Vic Shao-Chih Chiang is in the inaugural group of DeepLabCut AI residency fellows and self-defines as a gay cisgender male born in Taiwan. When he was seven, his parents emigrated to New Zealand with him. Growing up, he faced both racism and homophobia. When he moved to University College London to study neuroscience, he took part in a range of events and, he says, “I became more woke.” He began hosting debates through Open Mind, which fosters discussion across divides, and he read widely beyond neuroscience. It gave him deeper cultural awareness and shaped his motivation to empower marginalized communities, he says.

At the University of Massachusetts, Boston as a PhD student in the lab of Jin Ho Park, he studies the neuroscience of sexual diversity, such as how sexual behavior can be independent of sex steroid hormones. When studying sexual behavior in animals, Chiang has come across issues such as experimental bias due to too few behavioral parameters, the variability of results between observers, and labor-intensive manual methods.

Growing up, he faced both racism and homophobia, says Vic Shao-Chih Chiang.

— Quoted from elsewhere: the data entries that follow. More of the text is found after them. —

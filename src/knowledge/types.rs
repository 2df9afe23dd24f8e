//! Core knowledge base types

use serde::{Deserialize, Serialize};

/// A stored question with its curated answer
#[derive(Debug, Clone, PartialEq, Eq, Serialize, Deserialize)]
pub struct QaPair {
    pub question: String,
    pub answer: String,
}

impl QaPair {
    pub fn new(question: impl Into<String>, answer: impl Into<String>) -> Self {
        Self {
            question: question.into(),
            answer: answer.into(),
        }
    }
}

/// Ordered, read-only collection of pairs.
///
/// Position is the only identity a pair has: the retrieval cache is
/// index-aligned with it.
#[derive(Debug, Clone, Default, PartialEq, Eq, Serialize, Deserialize)]
pub struct KnowledgeBase {
    pairs: Vec<QaPair>,
}

impl KnowledgeBase {
    pub fn new(pairs: Vec<QaPair>) -> Self {
        Self { pairs }
    }

    pub fn len(&self) -> usize {
        self.pairs.len()
    }

    pub fn is_empty(&self) -> bool {
        self.pairs.is_empty()
    }

    pub fn get(&self, index: usize) -> Option<&QaPair> {
        self.pairs.get(index)
    }

    pub fn iter(&self) -> std::slice::Iter<'_, QaPair> {
        self.pairs.iter()
    }

    /// Stored questions in knowledge base order
    pub fn questions(&self) -> Vec<&str> {
        self.pairs.iter().map(|p| p.question.as_str()).collect()
    }
}

impl From<Vec<QaPair>> for KnowledgeBase {
    fn from(pairs: Vec<QaPair>) -> Self {
        Self::new(pairs)
    }
}

impl FromIterator<QaPair> for KnowledgeBase {
    fn from_iter<I: IntoIterator<Item = QaPair>>(iter: I) -> Self {
        Self::new(iter.into_iter().collect())
    }
}

impl<'a> IntoIterator for &'a KnowledgeBase {
    type Item = &'a QaPair;
    type IntoIter = std::slice::Iter<'a, QaPair>;

    fn into_iter(self) -> Self::IntoIter {
        self.pairs.iter()
    }
}

#[cfg(test)]
mod tests {
    use super::*;

    #[test]
    fn test_empty_knowledge_base() {
        let kb = KnowledgeBase::default();
        assert!(kb.is_empty());
        assert_eq!(kb.len(), 0);
        assert!(kb.get(0).is_none());
    }

    #[test]
    fn test_questions_preserve_order() {
        let kb: KnowledgeBase = vec![
            QaPair::new("What is SOC 2?", "An audit procedure"),
            QaPair::new("What is HIPAA?", "A US health privacy law"),
        ]
        .into();

        assert_eq!(kb.questions(), vec!["What is SOC 2?", "What is HIPAA?"]);
        assert_eq!(kb.get(1).unwrap().answer, "A US health privacy law");
    }
}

Although not formally trained in computer science, he learned to code and began exploring machine-learning-based high-throughput approaches such as DLC. Among its features, it lets labs collect data from a smaller number of animals. The residency appeals to him as a way to support diversified AI and to make open-source software widely accessible. Chiang plans to use DLC in a research methods course he is teaching in the fall of 2022. Says Chiang, “I want to shape DeepLabCut in a way that makes it even easier for marginalized minorities, a prevalent population in my university, to use.”